Ben Sargent, a friend for years, is known by many "names" -- including Hurricane Hopeful and the Surfer/Chowder Dude, if you get the idea. But I like Star Fish.  Ben's new show called "Hook, Line & Dinner" debuted on the Cooking Channel last night.  This hour show, which aired at 9 p.m., was both travelogue (from the streets of Brooklyn to the seashore of Maine) and cooking show and I learned a lot.  It was fun to see how one seduces an eel and edifying  to watch the back-breaking work involved in digging for clams.   Ben is passionate about the sea, the people, and the creatures who inhabit that landscape.  And if any of it, or them, can be eaten, so much the better.  Ben has made chowder in my kitchen and I loved watching him work.  I also enjoyed watching him, not long ago, in another television series "Art Race across America" -- where Ben had to create art in exchange for food.  He began in California and worked his way back home (to Brooklyn.)  Clearly, he's fearless.  But he's also confident, funny and warm and quite attached to his Yankee roots.  That's where we really connect.

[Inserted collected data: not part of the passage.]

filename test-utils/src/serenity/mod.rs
//! Serenity model fixtures.
//!
//! Serenity models are `#[non_exhaustive]`, so fixtures are built by deserializing JSON in
//! the same shape Discord's API returns.

pub mod message;
use std::num::ParseIntError;
use std::time::Duration;

use thiserror::Error;

/// Failures of the repost ledger.
///
/// A deadline expiry is reported separately from a storage failure: on `Timeout` the
/// underlying query was cancelled and its effect on the table is unknown.
#[derive(Error, Debug)]
pub enum LedgerError {
    /// The operation did not complete before its deadline and was cancelled.
    #[error("Ledger {operation} did not complete within {after:?}")]
    Timeout {
        /// Name of the ledger operation
        operation: &'static str,
        /// The deadline that elapsed
        after: Duration,
    },

    /// The storage layer reported an error.
    #[error(transparent)]
    Database(#[from] sea_orm::DbErr),

    /// A stored id is not a valid snowflake.
    #[error("Failed to parse ID from String '{value}': {source}")]
    InvalidId {
        /// The string value that failed to parse
        value: String,
        /// The underlying parse error
        #[source]
        source: ParseIntError,
    },
}
use super::*;

/// Tests pointing an existing record at a new repost.
///
/// Expected: Ok(1) with reposted_id replaced
#[tokio::test]
async fn replaces_reposted_id() -> Result<(), AppError> {
    let test = TestBuilder::new()
        .with_starboard_tables()
        .build()
        .await
        .unwrap();
    let db = test.db.as_ref().unwrap();

    factory::star_message::StarMessageFactory::new(db)
        .original_id(111)
        .reposted_id(222)
        .build()
        .await?;

    let repo = StarMessageRepository::new(db);
    let updated = repo.update_repost(111, 333).await?;

    assert_eq!(updated, 1);
    let record = repo.get_by_original_id(111).await?.unwrap();
    assert_eq!(record.reposted_id, 333);

    let count = entity::prelude::StarMessage::find().count(db).await?;
    assert_eq!(count, 1);

    Ok(())
}

/// Tests updating a record that does not exist.
///
/// Expected: Ok(0) and no record created
#[tokio::test]
async fn succeeds_without_effect_for_unknown_message() -> Result<(), AppError> {
    let test = TestBuilder::new()
        .with_starboard_tables()
        .build()
        .await
        .unwrap();
    let db = test.db.as_ref().unwrap();

    let repo = StarMessageRepository::new(db);
    let updated = repo.update_repost(111, 333).await?;

    assert_eq!(updated, 0);
    let count = entity::prelude::StarMessage::find().count(db).await?;
    assert_eq!(count, 0);

    Ok(())
}

/// Tests that updating one record leaves others untouched.
///
/// Expected: Ok with only the targeted record changed
#[tokio::test]
async fn leaves_other_records_untouched() -> Result<(), AppError> {
    let test = TestBuilder::new()
        .with_starboard_tables()
        .build()
        .await
        .unwrap();
    let db = test.db.as_ref().unwrap();

    factory::star_message::StarMessageFactory::new(db)
        .original_id(111)
        .reposted_id(222)
        .build()
        .await?;
    factory::star_message::StarMessageFactory::new(db)
        .original_id(444)
        .reposted_id(555)
        .build()
        .await?;

    let repo = StarMessageRepository::new(db);
    repo.update_repost(111, 333).await?;

    let other = repo.get_by_original_id(444).await?.unwrap();
    assert_eq!(other.reposted_id, 555);

    Ok(())
}
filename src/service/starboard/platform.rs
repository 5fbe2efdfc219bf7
//! Chat platform capability consumed by the reconciliation handler.

use serenity::async_trait;

use crate::error::platform::PlatformError;
use crate::model::starboard::OriginalMessage;

/// Operations the starboard needs from the chat platform.
///
/// Implementations must report a missing target message as
/// `PlatformError::MessageNotFound`; every other failure is treated as fatal for the
/// current event.
#[async_trait]
pub trait StarboardPlatform: Send + Sync {
    /// User id of the bot itself.
    fn bot_user_id(&self) -> u64;

    /// Authoritative count of `emoji` reactions on a message.
    async fn reaction_count(
        &self,
        channel_id: u64,
        message_id: u64,
        emoji: &str,
    ) -> Result<u64, PlatformError>;

    /// Fetches the current content and attachments of a guild message.
    async fn fetch_message(
        &self,
        guild_id: u64,
        channel_id: u64,
        message_id: u64,
    ) -> Result<OriginalMessage, PlatformError>;

    /// Sends a message and returns its id.
    async fn send_message(&self, channel_id: u64, content: String) -> Result<u64, PlatformError>;

    async fn edit_message(
        &self,
        channel_id: u64,
        message_id: u64,
        content: String,
    ) -> Result<(), PlatformError>;

    async fn delete_message(&self, channel_id: u64, message_id: u64) -> Result<(), PlatformError>;
}
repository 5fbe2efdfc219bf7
//! Factory methods for creating test data.
//!
//! Factories insert entities with sensible defaults so tests only spell out the values
//! they care about.
//!
//! # Basic Usage
//!
//! ```rust,ignore
//! use test_utils::factory;
//!
//! // Create with defaults
//! let record = factory::create_star_message(&db).await?;
//!
//! // Customize with the builder
//! let record = factory::star_message::StarMessageFactory::new(&db)
//!     .original_id(111)
//!     .reposted_id(222)
//!     .build()
//!     .await?;
//! ```

pub mod helpers;
pub mod star_message;

pub use star_message::create_star_message;
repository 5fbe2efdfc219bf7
//! SeaORM entities for the starboard database.

pub mod prelude;

pub mod star_message;
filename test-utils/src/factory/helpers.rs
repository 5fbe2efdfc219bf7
//! Shared helper utilities for factory methods.

/// Base keeping generated ids above `i64::MAX`.
const SNOWFLAKE_BASE: u64 = 10_000_000_000_000_000_000;

/// Counter for generating unique IDs in tests.
static COUNTER: std::sync::atomic::AtomicU64 = std::sync::atomic::AtomicU64::new(1);

/// Gets the next unique snowflake-like id for test data.
///
/// # Returns
/// - `u64` - Next unique id, always above `i64::MAX`
pub fn next_id() -> u64 {
    SNOWFLAKE_BASE + COUNTER.fetch_add(1, std::sync::atomic::Ordering::SeqCst)
}
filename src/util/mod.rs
pub mod deadline;
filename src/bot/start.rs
use serenity::all::{Client, GatewayIntents, Http};

use crate::{
    config::Config,
    error::AppError,
    model::starboard::StarboardSettings,
    startup,
    state::AppState,
};

use super::handler::Handler;

/// Initializes the Discord bot client.
///
/// Resolves the configured starboard channels over Discord's HTTP API before the gateway
/// connection is opened, so a misconfigured channel fails startup instead of the first
/// starred message.
///
/// # Arguments
/// - `config` - Application configuration
/// - `db` - Database connection backing the repost ledger
///
/// # Returns
/// - `Ok(Client)` - Client ready to be started
/// - `Err(AppError)` - A starboard channel is invalid or the client could not be built
pub async fn init_bot(config: &Config, db: sea_orm::DatabaseConnection) -> Result<Client, AppError> {
    let intents = GatewayIntents::GUILDS
        | GatewayIntents::GUILD_MESSAGES
        | GatewayIntents::GUILD_MESSAGE_REACTIONS
        | GatewayIntents::MESSAGE_CONTENT;

    let http = Http::new(&config.discord_bot_token);
    let channels = startup::load_star_channels(&http, config).await?;

    let state = AppState::new(
        db,
        channels,
        StarboardSettings {
            min_reaction_count: config.min_reaction_count,
        },
    );

    let client = Client::builder(&config.discord_bot_token, intents)
        .event_handler(Handler::new(state))
        .await?;

    Ok(client)
}

/// Starts the Discord bot and blocks until the gateway connection shuts down.
///
/// # Arguments
/// - `client` - Client returned by `init_bot`
///
/// # Returns
/// - `Ok(())` if the bot shuts down cleanly
/// - `Err(AppError)` if the gateway connection fails
pub async fn start_bot(mut client: Client) -> Result<(), AppError> {
    tracing::info!("Starting Discord bot...");

    client.start().await?;

    Ok(())
}
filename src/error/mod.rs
//! Error types for the starboard bot.
//!
//! Each concern owns a `thiserror` enum: configuration, startup, the repost ledger, the chat
//! platform adapter and the reconciliation handler. `AppError` aggregates the ones process
//! startup can raise, where any failure is fatal. Per-event failures stop at `StarboardError` and are
//! logged by the event handler.

pub mod config;
pub mod ledger;
pub mod platform;
pub mod starboard;
pub mod startup;

use thiserror::Error;

use crate::error::{config::ConfigError, ledger::LedgerError, startup::StartupError};

/// Top-level application error type.
///
/// Returned from `main`; most variants use `#[from]` for automatic conversion.
#[derive(Error, Debug)]
pub enum AppError {
    /// Configuration error during environment variable loading.
    #[error(transparent)]
    ConfigErr(#[from] ConfigError),

    /// Bootstrap failure such as a misconfigured starboard channel.
    #[error(transparent)]
    StartupErr(#[from] StartupError),

    /// Repost ledger failure.
    #[error(transparent)]
    LedgerErr(#[from] LedgerError),

    /// Database operation error from SeaORM.
    #[error(transparent)]
    DbErr(#[from] sea_orm::DbErr),

    /// Discord API error from Serenity.
    ///
    /// Boxed due to large size.
    #[error(transparent)]
    DiscordErr(#[from] Box<serenity::Error>),
}

/// Boxes the error to keep `AppError` small, as serenity::Error is very large.
impl From<serenity::Error> for AppError {
    fn from(err: serenity::Error) -> Self {
        AppError::DiscordErr(Box::new(err))
    }
}
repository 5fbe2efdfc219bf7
use super::*;

/// Tests removing the record that points at a repost.
///
/// Expected: Ok(1) and the record is gone
#[tokio::test]
async fn deletes_record() -> Result<(), AppError> {
    let test = TestBuilder::new()
        .with_starboard_tables()
        .build()
        .await
        .unwrap();
    let db = test.db.as_ref().unwrap();

    factory::star_message::StarMessageFactory::new(db)
        .original_id(111)
        .reposted_id(222)
        .build()
        .await?;

    let repo = StarMessageRepository::new(db);
    let deleted = repo.delete_by_reposted_id(222).await?;

    assert_eq!(deleted, 1);
    assert!(repo.get_by_original_id(111).await?.is_none());

    Ok(())
}

/// Tests that deleting twice is a no-op the second time.
///
/// Expected: Ok(1) then Ok(0)
#[tokio::test]
async fn is_idempotent() -> Result<(), AppError> {
    let test = TestBuilder::new()
        .with_starboard_tables()
        .build()
        .await
        .unwrap();
    let db = test.db.as_ref().unwrap();

    factory::star_message::StarMessageFactory::new(db)
        .original_id(111)
        .reposted_id(222)
        .build()
        .await?;

    let repo = StarMessageRepository::new(db);

    assert_eq!(repo.delete_by_reposted_id(222).await?, 1);
    assert_eq!(repo.delete_by_reposted_id(222).await?, 0);

    Ok(())
}

/// Tests that deletion matches the reposted id, not the original id.
///
/// Expected: Ok(0) when passing an original id, records preserved
#[tokio::test]
async fn only_matches_reposted_id() -> Result<(), AppError> {
    let test = TestBuilder::new()
        .with_starboard_tables()
        .build()
        .await
        .unwrap();
    let db = test.db.as_ref().unwrap();

    factory::star_message::StarMessageFactory::new(db)
        .original_id(111)
        .reposted_id(222)
        .build()
        .await?;
    factory::create_star_message(db).await?;

    let repo = StarMessageRepository::new(db);
    let deleted = repo.delete_by_reposted_id(111).await?;

    assert_eq!(deleted, 0);
    let count = entity::prelude::StarMessage::find().count(db).await?;
    assert_eq!(count, 2);

    Ok(())
}
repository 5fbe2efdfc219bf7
//! Repost text formatting.
//!
//! A repost is laid out as:
//!
//! ```text
//! ⭐ **5** https://discord.com/channels/<guild>/<channel>/<message>
//! > quoted content
//! > spanning lines
//! https://cdn.discordapp.com/attachments/...
//! ```
//!
//! Discord rejects messages over `MESSAGE_CHAR_LIMIT` characters. The header line and the
//! attachment URLs are always kept whole; the quoted content gets whatever room is left.

use url::Url;

use crate::model::starboard::{OriginalMessage, STAR_EMOJI};

/// Maximum length of a Discord message, in characters.
pub const MESSAGE_CHAR_LIMIT: usize = 2000;

/// Glyph used once a message reaches twice the threshold.
pub const GLOWING_STAR_EMOJI: &str = "\u{1F31F}";

/// Hosts serving attachments through expiring signed URLs.
const CDN_HOSTS: [&str; 2] = ["cdn.discordapp.com", "media.discordapp.net"];

/// Query parameters carrying the signature and expiry of a CDN URL.
const SIGNED_URL_PARAMS: [&str; 3] = ["ex", "is", "hm"];

/// Builds the starboard text for a message.
///
/// # Arguments
/// - `reaction_count` - Live number of star reactions on the message
/// - `min_reaction_count` - Configured threshold; twice this switches to the glowing star
/// - `message` - The starred message
///
/// # Returns
/// - `String` - Repost text, never longer than `MESSAGE_CHAR_LIMIT` characters
pub fn format_star_message(
    reaction_count: u64,
    min_reaction_count: u64,
    message: &OriginalMessage,
) -> String {
    let glyph = if reaction_count >= min_reaction_count.saturating_mul(2) {
        GLOWING_STAR_EMOJI
    } else {
        STAR_EMOJI
    };

    let mut text = format!("{} **{}** {}\n", glyph, reaction_count, message.link());

    let urls: String = message
        .attachment_urls
        .iter()
        .map(|url| format!("{}\n", strip_signed_params(url)))
        .collect();

    // One character is reserved for the newline between the quote and the URLs
    let quote_budget =
        (MESSAGE_CHAR_LIMIT - 1).saturating_sub(text.chars().count() + urls.chars().count());

    text.extend(quote(&message.content).chars().take(quote_budget));
    text.push('\n');
    text.push_str(&urls);

    truncate_chars(text, MESSAGE_CHAR_LIMIT)
}

/// Prefixes every line of `content` with a blockquote marker.
fn quote(content: &str) -> String {
    if content.is_empty() {
        return String::new();
    }
    format!("> {}", content.replace('\n', "\n> "))
}

/// Drops the expiring signature from Discord CDN URLs so reposted links stay stable.
///
/// URLs on other hosts, and strings that do not parse as URLs, are returned unchanged.
pub fn strip_signed_params(raw: &str) -> String {
    let Ok(mut url) = Url::parse(raw) else {
        return raw.to_string();
    };

    let on_cdn = url
        .host_str()
        .is_some_and(|host| CDN_HOSTS.contains(&host));
    if !on_cdn || url.query().is_none() {
        return raw.to_string();
    }

    let kept: Vec<(String, String)> = url
        .query_pairs()
        .filter(|(key, _)| !SIGNED_URL_PARAMS.contains(&key.as_ref()))
        .map(|(key, value)| (key.into_owned(), value.into_owned()))
        .collect();

    if kept.is_empty() {
        url.set_query(None);
    } else {
        url.query_pairs_mut().clear().extend_pairs(&kept);
    }

    url.to_string()
}

fn truncate_chars(mut text: String, limit: usize) -> String {
    if let Some((index, _)) = text.char_indices().nth(limit) {
        text.truncate(index);
    }
    text
}
pub use super::star_message::Entity as StarMessage;
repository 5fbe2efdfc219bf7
use serenity::all::{Context, EventHandler, Reaction, Ready};
use serenity::async_trait;

use crate::state::AppState;

pub mod reaction;
pub mod ready;

/// Discord bot event handler
pub struct Handler {
    pub state: AppState,
}

impl Handler {
    pub fn new(state: AppState) -> Self {
        Self { state }
    }
}

// `reaction_remove_all` and `reaction_remove_emoji` are not handled: bulk clears are
// usually accidental and must not wipe starboard history.
#[async_trait]
impl EventHandler for Handler {
    /// Called when the bot is ready and connected to Discord
    async fn ready(&self, ctx: Context, ready: Ready) {
        ready::handle_ready(ctx, ready).await;
    }

    /// Called when a user reacts to a message
    async fn reaction_add(&self, ctx: Context, add_reaction: Reaction) {
        reaction::handle_reaction(&self.state, ctx, add_reaction).await;
    }

    /// Called when a user removes their reaction from a message
    async fn reaction_remove(&self, ctx: Context, removed_reaction: Reaction) {
        reaction::handle_reaction(&self.state, ctx, removed_reaction).await;
    }
}
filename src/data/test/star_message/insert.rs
use super::*;

/// Tests recording a new repost.
///
/// Verifies that the repository stores both ids as text and returns the parsed record.
///
/// Expected: Ok with record created
#[tokio::test]
async fn creates_new_record() -> Result<(), AppError> {
    let test = TestBuilder::new()
        .with_starboard_tables()
        .build()
        .await
        .unwrap();
    let db = test.db.as_ref().unwrap();

    let repo = StarMessageRepository::new(db);
    let result = repo.insert(123456789, 987654321).await;

    assert!(result.is_ok());
    assert_eq!(
        result.unwrap(),
        StarMessage {
            original_id: 123456789,
            reposted_id: 987654321,
        }
    );

    let stored = entity::prelude::StarMessage::find_by_id("123456789".to_string())
        .one(db)
        .await?;

    assert!(stored.is_some());
    assert_eq!(stored.unwrap().reposted_id, "987654321");

    Ok(())
}

/// Tests that snowflakes above the signed 64-bit range survive storage.
///
/// Expected: Ok with the exact ids read back
#[tokio::test]
async fn preserves_ids_above_i64_range() -> Result<(), AppError> {
    let test = TestBuilder::new()
        .with_starboard_tables()
        .build()
        .await
        .unwrap();
    let db = test.db.as_ref().unwrap();

    let original_id = u64::MAX - 1;
    let reposted_id = (i64::MAX as u64) + 1;

    let repo = StarMessageRepository::new(db);
    repo.insert(original_id, reposted_id).await?;

    let record = repo.get_by_original_id(original_id).await?.unwrap();
    assert_eq!(record.original_id, original_id);
    assert_eq!(record.reposted_id, reposted_id);

    Ok(())
}

/// Tests that a second record for the same original message is rejected.
///
/// Expected: Err(LedgerError::Database) and a single stored row
#[tokio::test]
async fn rejects_duplicate_original_id() -> Result<(), AppError> {
    let test = TestBuilder::new()
        .with_starboard_tables()
        .build()
        .await
        .unwrap();
    let db = test.db.as_ref().unwrap();

    let existing = factory::create_star_message(db).await?;
    let original_id: u64 = existing.original_id.parse().unwrap();

    let repo = StarMessageRepository::new(db);
    let result = repo.insert(original_id, 42).await;

    assert!(matches!(
        result,
        Err(crate::error::ledger::LedgerError::Database(_))
    ));

    let count = entity::prelude::StarMessage::find().count(db).await?;
    assert_eq!(count, 1);

    Ok(())
}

My father grew up in Brockton, Massachusetts and one of his favorite activities when we were kids was to buy a dozen lobsters and cook them in his lobster  pot in our apartment in Queens.  Lobsters were only .99 cents a pound in those days.  My dad had a special way of cooking them, in water as salty as the sea. We ate them all weekend long.   I loved to watch his huge hands break down a lobster into delectable morsels (the knuckle meat was his favorite.) My handsome dad could also crush a lobster claw with his bare hands.  He was, after all, a full back for the University of Tennessee and scored the winning touchdown in the Sugar Bowl, Jan. 1, 1943. (I have the football.)  After that he was drafted by the Washington Redskins. (I have the contract.)  It all came to a screeching halt sometime in his 20's because of shin-splints and residual war injuries -- but the lobster weekends continued forever, clarified butter and all.

In Radically Simple, I share an updated recipe for lobster.

Salt-Water Lobsters, Healthy Drawn Butter Calling the drawn butter "healthy" is a bit of an exaggeration, but it is better for you and lower in saturated fats than the unadulterated stuff.  The secret is to mix olive oil with a small amount of melted salted butter and spices.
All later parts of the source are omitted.